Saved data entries
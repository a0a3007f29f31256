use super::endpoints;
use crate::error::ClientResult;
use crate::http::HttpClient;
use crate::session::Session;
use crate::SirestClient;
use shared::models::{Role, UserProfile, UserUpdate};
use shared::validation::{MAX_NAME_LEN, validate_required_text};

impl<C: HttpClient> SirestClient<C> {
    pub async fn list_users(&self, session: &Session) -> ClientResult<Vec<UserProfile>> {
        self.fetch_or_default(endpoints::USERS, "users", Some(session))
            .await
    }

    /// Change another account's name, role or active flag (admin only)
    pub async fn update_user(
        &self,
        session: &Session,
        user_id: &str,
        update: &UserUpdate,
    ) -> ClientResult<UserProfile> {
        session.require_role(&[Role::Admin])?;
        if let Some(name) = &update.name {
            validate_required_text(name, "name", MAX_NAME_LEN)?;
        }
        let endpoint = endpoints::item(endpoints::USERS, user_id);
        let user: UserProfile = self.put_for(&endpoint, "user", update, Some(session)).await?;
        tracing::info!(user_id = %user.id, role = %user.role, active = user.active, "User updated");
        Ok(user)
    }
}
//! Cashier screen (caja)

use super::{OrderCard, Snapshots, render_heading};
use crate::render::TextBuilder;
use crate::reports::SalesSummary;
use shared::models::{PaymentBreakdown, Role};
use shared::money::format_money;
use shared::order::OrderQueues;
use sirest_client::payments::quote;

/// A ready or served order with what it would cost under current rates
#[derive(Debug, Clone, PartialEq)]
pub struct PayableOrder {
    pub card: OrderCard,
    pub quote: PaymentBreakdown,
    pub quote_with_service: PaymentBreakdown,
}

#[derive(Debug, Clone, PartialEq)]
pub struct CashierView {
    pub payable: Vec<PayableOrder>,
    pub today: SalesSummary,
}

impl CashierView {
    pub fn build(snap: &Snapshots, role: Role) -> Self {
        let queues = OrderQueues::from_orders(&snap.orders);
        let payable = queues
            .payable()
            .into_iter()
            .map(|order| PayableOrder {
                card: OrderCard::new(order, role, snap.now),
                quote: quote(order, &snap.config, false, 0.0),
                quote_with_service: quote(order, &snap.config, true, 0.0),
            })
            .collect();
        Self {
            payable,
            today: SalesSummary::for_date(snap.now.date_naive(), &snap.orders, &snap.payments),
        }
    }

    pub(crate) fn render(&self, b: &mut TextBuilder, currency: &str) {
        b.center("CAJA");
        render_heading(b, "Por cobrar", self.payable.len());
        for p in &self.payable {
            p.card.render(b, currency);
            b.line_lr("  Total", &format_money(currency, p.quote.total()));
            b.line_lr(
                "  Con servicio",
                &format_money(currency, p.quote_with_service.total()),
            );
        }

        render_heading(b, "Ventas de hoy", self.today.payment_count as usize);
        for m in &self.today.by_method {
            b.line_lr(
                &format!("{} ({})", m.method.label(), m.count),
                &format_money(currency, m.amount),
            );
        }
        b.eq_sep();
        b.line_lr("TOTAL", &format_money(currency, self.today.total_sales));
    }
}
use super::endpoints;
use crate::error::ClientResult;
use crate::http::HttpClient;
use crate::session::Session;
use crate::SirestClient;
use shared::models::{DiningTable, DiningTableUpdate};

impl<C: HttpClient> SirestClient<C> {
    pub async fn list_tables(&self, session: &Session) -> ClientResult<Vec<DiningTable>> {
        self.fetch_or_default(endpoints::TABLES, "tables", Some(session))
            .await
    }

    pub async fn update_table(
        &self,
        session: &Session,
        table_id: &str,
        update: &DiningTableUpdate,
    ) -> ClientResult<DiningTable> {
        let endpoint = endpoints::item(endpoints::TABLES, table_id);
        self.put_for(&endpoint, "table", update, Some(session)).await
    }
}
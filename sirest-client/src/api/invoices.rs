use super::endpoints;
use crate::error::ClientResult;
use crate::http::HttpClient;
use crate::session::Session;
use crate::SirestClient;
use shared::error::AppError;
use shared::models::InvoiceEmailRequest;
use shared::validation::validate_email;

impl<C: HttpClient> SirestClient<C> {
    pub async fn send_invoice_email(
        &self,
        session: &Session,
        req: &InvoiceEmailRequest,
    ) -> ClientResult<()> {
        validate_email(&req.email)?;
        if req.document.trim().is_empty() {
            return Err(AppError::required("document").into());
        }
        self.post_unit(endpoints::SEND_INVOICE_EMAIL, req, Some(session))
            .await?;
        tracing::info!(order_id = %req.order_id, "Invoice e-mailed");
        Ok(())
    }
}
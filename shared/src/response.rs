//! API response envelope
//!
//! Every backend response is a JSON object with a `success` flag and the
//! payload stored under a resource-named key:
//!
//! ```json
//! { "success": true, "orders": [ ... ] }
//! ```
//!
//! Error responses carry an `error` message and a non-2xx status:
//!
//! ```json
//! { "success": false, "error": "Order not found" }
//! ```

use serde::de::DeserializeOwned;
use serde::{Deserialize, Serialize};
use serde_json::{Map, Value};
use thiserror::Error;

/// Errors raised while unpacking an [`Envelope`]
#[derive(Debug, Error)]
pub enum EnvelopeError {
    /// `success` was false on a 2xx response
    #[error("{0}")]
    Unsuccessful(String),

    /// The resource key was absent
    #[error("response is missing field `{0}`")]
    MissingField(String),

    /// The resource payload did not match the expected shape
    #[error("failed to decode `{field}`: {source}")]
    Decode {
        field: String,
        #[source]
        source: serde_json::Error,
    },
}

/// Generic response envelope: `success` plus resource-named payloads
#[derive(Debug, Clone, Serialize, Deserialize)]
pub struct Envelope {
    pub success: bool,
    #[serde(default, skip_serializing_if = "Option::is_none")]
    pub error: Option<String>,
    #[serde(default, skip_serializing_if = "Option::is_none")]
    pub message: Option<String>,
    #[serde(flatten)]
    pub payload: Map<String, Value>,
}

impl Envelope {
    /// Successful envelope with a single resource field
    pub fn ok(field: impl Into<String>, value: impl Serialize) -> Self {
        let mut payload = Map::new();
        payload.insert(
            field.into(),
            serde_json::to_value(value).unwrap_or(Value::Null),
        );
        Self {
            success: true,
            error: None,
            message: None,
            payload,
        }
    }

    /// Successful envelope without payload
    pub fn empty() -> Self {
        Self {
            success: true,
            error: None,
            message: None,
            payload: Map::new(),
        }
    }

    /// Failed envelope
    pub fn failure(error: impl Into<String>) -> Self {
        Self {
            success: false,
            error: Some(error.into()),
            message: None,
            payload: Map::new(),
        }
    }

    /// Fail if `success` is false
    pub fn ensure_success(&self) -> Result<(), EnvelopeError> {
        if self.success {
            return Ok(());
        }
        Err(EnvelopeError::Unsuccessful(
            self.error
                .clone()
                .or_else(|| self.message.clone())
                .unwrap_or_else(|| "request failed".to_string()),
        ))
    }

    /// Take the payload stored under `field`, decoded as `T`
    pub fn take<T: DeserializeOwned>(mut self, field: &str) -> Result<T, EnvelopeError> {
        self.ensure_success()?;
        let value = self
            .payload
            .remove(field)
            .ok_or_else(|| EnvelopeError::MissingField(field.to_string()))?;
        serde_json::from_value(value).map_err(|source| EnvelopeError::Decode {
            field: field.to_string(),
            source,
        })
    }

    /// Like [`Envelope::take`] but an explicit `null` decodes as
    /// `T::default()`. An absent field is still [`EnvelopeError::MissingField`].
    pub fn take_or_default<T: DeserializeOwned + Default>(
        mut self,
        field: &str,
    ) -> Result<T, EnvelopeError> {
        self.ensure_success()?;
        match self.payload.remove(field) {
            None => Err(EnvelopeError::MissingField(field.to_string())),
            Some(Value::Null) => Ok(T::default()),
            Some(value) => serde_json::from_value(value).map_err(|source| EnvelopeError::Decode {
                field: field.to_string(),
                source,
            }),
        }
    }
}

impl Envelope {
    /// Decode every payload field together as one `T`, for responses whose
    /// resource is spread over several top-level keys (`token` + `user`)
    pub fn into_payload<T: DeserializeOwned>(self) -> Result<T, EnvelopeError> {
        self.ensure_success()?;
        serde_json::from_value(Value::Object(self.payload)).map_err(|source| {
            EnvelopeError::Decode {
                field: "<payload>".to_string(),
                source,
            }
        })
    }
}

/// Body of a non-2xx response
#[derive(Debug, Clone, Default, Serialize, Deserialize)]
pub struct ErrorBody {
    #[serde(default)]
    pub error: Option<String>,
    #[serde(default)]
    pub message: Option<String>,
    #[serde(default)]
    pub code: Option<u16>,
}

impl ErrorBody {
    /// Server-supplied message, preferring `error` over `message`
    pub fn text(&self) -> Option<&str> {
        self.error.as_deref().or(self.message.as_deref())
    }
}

Try it
Leave out every line above except those from the line with "pub fn take<T: DeserializeOwned>(mut" up to and including the line with "resource is spread", and copy those exactly.

Your solution
    pub fn take<T: DeserializeOwned>(mut self, field: &str) -> Result<T, EnvelopeError> {
        self.ensure_success()?;
        let value = self
            .payload
            .remove(field)
            .ok_or_else(|| EnvelopeError::MissingField(field.to_string()))?;
        serde_json::from_value(value).map_err(|source| EnvelopeError::Decode {
            field: field.to_string(),
            source,
        })
    }

    /// Like [`Envelope::take`] but an explicit `null` decodes as
    /// `T::default()`. An absent field is still [`EnvelopeError::MissingField`].
    pub fn take_or_default<T: DeserializeOwned + Default>(
        mut self,
        field: &str,
    ) -> Result<T, EnvelopeError> {
        self.ensure_success()?;
        match self.payload.remove(field) {
            None => Err(EnvelopeError::MissingField(field.to_string())),
            Some(Value::Null) => Ok(T::default()),
            Some(value) => serde_json::from_value(value).map_err(|source| EnvelopeError::Decode {
                field: field.to_string(),
                source,
            }),
        }
    }
}

impl Envelope {
    /// Decode every payload field together as one `T`, for responses whose
    /// resource is spread over several top-level keys (`token` + `user`)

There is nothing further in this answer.